Die Mitarbeiter in den Bankfilialen des Unternehmens werden aufgefordert, sich gegen Covid-19 impfen zu lassen, sind aber nicht dazu verpflichtet. Das Tragen von Masken ist für alle Büro- und Filialmitarbeiter vorgeschrieben, unabhängig davon, ob sie geimpft wurden, so die Citigroup.
 

Auch andere Banken reagieren so

Die Forderung der Citigroup folgt ähnlichen Massnahmen von Morgan Stanley, das Ende Juni bekannt gab, dass es Mitarbeitern, die nicht geimpft sind, den Zutritt zu seinen Büros im Raum New York verweigert, und der Jefferies Financial Group die vorschreibt, dass Mitarbeiter, die in ihre Büros zurückkehren wollen, vollständig geimpft sein müssen. 

Die meisten der grössten Banken der Wall Street haben bisher keine Impfpflicht für ihre Mitarbeiter eingeführt.
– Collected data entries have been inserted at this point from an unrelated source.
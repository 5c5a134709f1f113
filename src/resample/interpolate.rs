//! Growth/decay interpolation of a coarse survival matrix into daily resolution.
//!
//! Each coarse cell `(y, x)` covers the cohort band `[y·g, (y+1)·g)` (rows of the
//! daily matrix) evaluated over the sample window `[x·s, (x+1)·s)` (columns). The
//! relative position of band and window decides how the window is filled:
//!
//! - the band has not started yet: nothing to write;
//! - the band covers the rest of the window: lines are still being added, so the
//!   total ramps linearly towards the recorded value (**grow**);
//! - the band ends inside the window: ramp up to an estimated peak at the band end,
//!   then blend down towards the recorded value (**grow** + **decay**);
//! - the band ended before the window: only **decay**.
//!
//! A cell only ever writes rows of its own band and columns of its own window.

use tracing::debug;

use crate::error::BurndownError;
use crate::math::{DailyMatrix, SurvivalMatrix};

/// Position of a cohort band relative to a sample window.
#[derive(Debug, Clone, Copy, PartialEq, Eq)]
pub enum CellPhase {
    /// The cohort is created at or after the end of the window.
    Unborn,
    /// The band starts at or before the window start and covers the rest of it.
    Growing,
    /// The band starts inside the window and covers the rest of it.
    GrowingLate,
    /// The band ends inside the window: growth turns into decay at the band end.
    Peaking,
    /// The band ended before the window started.
    Decaying,
}

/// Classify the coarse cell `(y, x)`.
pub fn classify(y: usize, x: usize, granularity: usize, sampling: usize) -> CellPhase {
    let band_start = y * granularity;
    let band_end = (y + 1) * granularity;
    let window_start = x * sampling;
    let window_end = (x + 1) * sampling;

    if band_start >= window_end {
        CellPhase::Unborn
    } else if band_end >= window_end {
        if band_start <= window_start {
            CellPhase::Growing
        } else {
            CellPhase::GrowingLate
        }
    } else if band_end >= window_start {
        CellPhase::Peaking
    } else {
        CellPhase::Decaying
    }
}

/// Expand `matrix` (cohort-major) into a `(rows·granularity) × (cols·sampling)` daily matrix.
pub fn interpolate(
    matrix: &SurvivalMatrix,
    granularity: usize,
    sampling: usize,
) -> Result<DailyMatrix, BurndownError> {
    validate_resolution(granularity, sampling)?;

    let (rows, cols) = matrix.shape();
    debug!(rows, cols, granularity, sampling, "interpolating survival matrix");

    let mut daily = DailyMatrix::zeros(rows * granularity, cols * sampling);

    for y in 0..rows {
        for x in 0..cols {
            let cell = Cell {
                matrix,
                y,
                x,
                granularity,
                sampling,
            };
            match classify(y, x, granularity, sampling) {
                CellPhase::Unborn => {}
                CellPhase::Growing => {
                    grow(&mut daily, &cell, cell.window_end(), cell.value());
                }
                CellPhase::GrowingLate => {
                    grow(&mut daily, &cell, cell.window_end(), cell.value());
                    flatten_late_band(&mut daily, &cell);
                }
                CellPhase::Peaking => {
                    let peak = peak_value(&cell);
                    grow(&mut daily, &cell, cell.band_end(), peak);
                    decay(&mut daily, &cell, cell.band_end(), peak);
                }
                CellPhase::Decaying => {
                    decay(&mut daily, &cell, cell.window_start(), cell.previous());
                }
            }
        }
    }

    Ok(daily)
}

pub(crate) fn validate_resolution(granularity: usize, sampling: usize) -> Result<(), BurndownError> {
    if granularity == 0 {
        return Err(BurndownError::InvalidResolution {
            name: "granularity",
            value: granularity,
        });
    }
    if sampling == 0 {
        return Err(BurndownError::InvalidResolution {
            name: "sampling",
            value: sampling,
        });
    }
    Ok(())
}

/// Cursor over one coarse cell.
struct Cell<'a> {
    matrix: &'a SurvivalMatrix,
    y: usize,
    x: usize,
    granularity: usize,
    sampling: usize,
}

impl Cell<'_> {
    fn band_start(&self) -> usize {
        self.y * self.granularity
    }

    fn band_end(&self) -> usize {
        (self.y + 1) * self.granularity
    }

    fn window_start(&self) -> usize {
        self.x * self.sampling
    }

    fn window_end(&self) -> usize {
        (self.x + 1) * self.sampling
    }

    /// Recorded value of this cohort at sample `x`.
    fn at(&self, x: usize) -> f64 {
        self.matrix.get(self.y, x)
    }

    fn value(&self) -> f64 {
        self.at(self.x)
    }

    /// Recorded value at the previous sample (0 before the first sample).
    fn previous(&self) -> f64 {
        if self.x > 0 { self.at(self.x - 1) } else { 0.0 }
    }
}

/// Ramp the cohort total from the previous sample's value to `finish_val` over
/// `[max(window_start, band_start), finish)`.
///
/// Every open cohort day receives the same per-day increment; cohort days created
/// before the window keep carrying their previous value.
fn grow(daily: &mut DailyMatrix, cell: &Cell<'_>, finish: usize, finish_val: f64) {
    let initial = cell.previous();
    let start = cell.window_start().max(cell.band_start());
    if finish <= start {
        return;
    }

    let avg = (finish_val - initial) / (finish - start) as f64;
    for j in cell.window_start()..finish {
        for i in start..=j {
            daily.set(i, j, avg);
        }
    }

    for j in cell.window_start()..finish {
        for i in cell.band_start()..cell.window_start() {
            daily.set(i, j, daily.get(i, j - 1));
        }
    }
}

/// Blend every cohort day of the band from its value just before `start` towards
/// `value / start_val` of it at the window end.
fn decay(daily: &mut DailyMatrix, cell: &Cell<'_>, start: usize, start_val: f64) {
    if start_val == 0.0 {
        return;
    }
    let Some(before) = start.checked_sub(1) else {
        return;
    };

    let end = cell.window_end();
    let k = cell.value() / start_val;
    let scale = (end - start) as f64;

    for i in cell.band_start()..cell.band_end() {
        let initial = daily.get(i, before);
        for j in start..end {
            let val = initial * (1.0 + (k - 1.0) * (j - start + 1) as f64 / scale);
            daily.set(i, j, val);
        }
    }
}

/// Uniform-density overwrite of the part of the window after a late band start.
///
/// Kept for output compatibility with existing burndown charts; it only differs
/// from the preceding `grow` when the previous sample recorded lines for a cohort
/// that did not exist yet.
fn flatten_late_band(daily: &mut DailyMatrix, cell: &Cell<'_>) {
    let start = cell.band_start();
    let end = cell.window_end();
    let avg = cell.value() / (end - start) as f64;
    for j in start..end {
        for i in start..=j {
            daily.set(i, j, avg);
        }
    }
}

/// Estimated cohort total at the band end.
///
/// Extrapolates the slope of the last growth step; never lower than the value
/// recorded at the end of the window.
fn peak_value(cell: &Cell<'_>) -> f64 {
    let sampling = cell.sampling;
    let v1 = cell.previous();
    let v2 = cell.value();
    let delta = (cell.band_end() - cell.window_start()) as f64;

    // Negative when the band starts inside the window.
    let (previous, scale) = if cell.x > 0 && (cell.x - 1) * sampling >= cell.band_start() {
        let previous = if cell.x > 1 { cell.at(cell.x - 2) } else { 0.0 };
        (previous, sampling as f64)
    } else if cell.x == 0 {
        (0.0, sampling as f64)
    } else {
        (0.0, cell.window_start() as f64 - cell.band_start() as f64)
    };

    let slope = if scale == 0.0 {
        0.0
    } else {
        (v1 - previous) / scale
    };
    let mut peak = v1 + slope * delta;

    if v2 > peak {
        peak = if cell.x + 1 < cell.matrix.ncols() {
            let k = (v2 - cell.at(cell.x + 1)) / sampling as f64;
            v2 + k * (cell.window_end() - cell.band_end()) as f64
        } else {
            v2
        };
    }

    peak.max(v2)
}
//! ASCII stacked-area plotting for terminal output.
//!
//! This is intentionally "dumb" (fixed-size grid), optimized for:
//! - quick visual sanity checks in a terminal
//! - deterministic output (helpful for golden tests)
//!
//! Each bucket is one layer, stacked bottom-up in key order and drawn with its own
//! glyph. The x axis is the output rows (days or samples), resampled to `width`.

use crate::domain::BurndownSeries;
use crate::report::row_totals;

/// Layer glyphs, reused cyclically when there are more buckets.
const GLYPHS: [char; 8] = ['#', '*', '+', '=', 'o', '%', '@', 'x'];

/// Render a stacked-area plot of a resampled series.
pub fn render_stacked_plot(series: &BurndownSeries, width: usize, height: usize) -> String {
    let width = width.max(2);
    let height = height.max(2);

    if series.data.is_empty() {
        return "Plot: no data\n".to_string();
    }

    let y_max = row_totals(series)
        .into_iter()
        .fold(0.0_f64, f64::max);
    let y_max = if y_max > 0.0 { y_max } else { 1.0 };

    let n = series.data.len();
    let mut grid = vec![vec![' '; width]; height];

    for x in 0..width {
        let row = &series.data[map_row(x, width, n)];
        let stack = cumulative(row);

        for h in 0..height {
            let level = (h as f64 + 0.5) / height as f64 * y_max;
            if let Some(layer) = stack.iter().position(|&top| top >= level) {
                grid[height - 1 - h][x] = GLYPHS[layer % GLYPHS.len()];
            }
        }
    }

    let mut out = String::new();
    out.push_str(&format!("Plot: rows={n} | lines=[0, {y_max:.2}]\n"));
    for row in grid {
        out.push_str(&row.into_iter().collect::<String>());
        out.push('\n');
    }
    for (idx, key) in series.keys.iter().enumerate() {
        out.push_str(&format!("{} {key}\n", GLYPHS[idx % GLYPHS.len()]));
    }

    out
}

/// Output row shown in screen column `x`.
fn map_row(x: usize, width: usize, rows: usize) -> usize {
    let u = x as f64 / (width as f64 - 1.0);
    ((u * (rows as f64 - 1.0)).round() as usize).min(rows - 1)
}

/// Running layer tops; negative interpolation noise is drawn as zero.
fn cumulative(row: &[f64]) -> Vec<f64> {
    let mut acc = 0.0;
    row.iter()
        .map(|&v| {
            acc += v.max(0.0);
            acc
        })
        .collect()
}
Im Gegensatz dazu haben Silicon-Valley-Giganten wie Facebook und Google sowie der Bundesstaat Kalifornien und die Stadt New York erklärt, dass Regierungsangestellte geimpft oder wöchentlich getestet werden müssen.

Mit dem Aufkommen der Delta-Variante von Covid-19, die nachweislich zwischen geimpften Personen hin- und herspringen kann, haben die Führungskräfte der Wall Street damit zu kämpfen, wie sie ihre Reaktionen kalibrieren sollen.

Die Vorstandsvorsitzende der Citigroup, Jane Fraser, zeigte sich flexibler als viele andere Vorstandsvorsitzende der Finanzbranche. Sie versprach, den Mitarbeitern ihrer Bank hybride Arbeitsformen anzubieten, während Kollegen wie David Solomon von der Goldman Sachs Group Inc. aggressiver bei der Wiederbesetzung der Manhattan-Türme ihrer Unternehmen vorgegangen sind.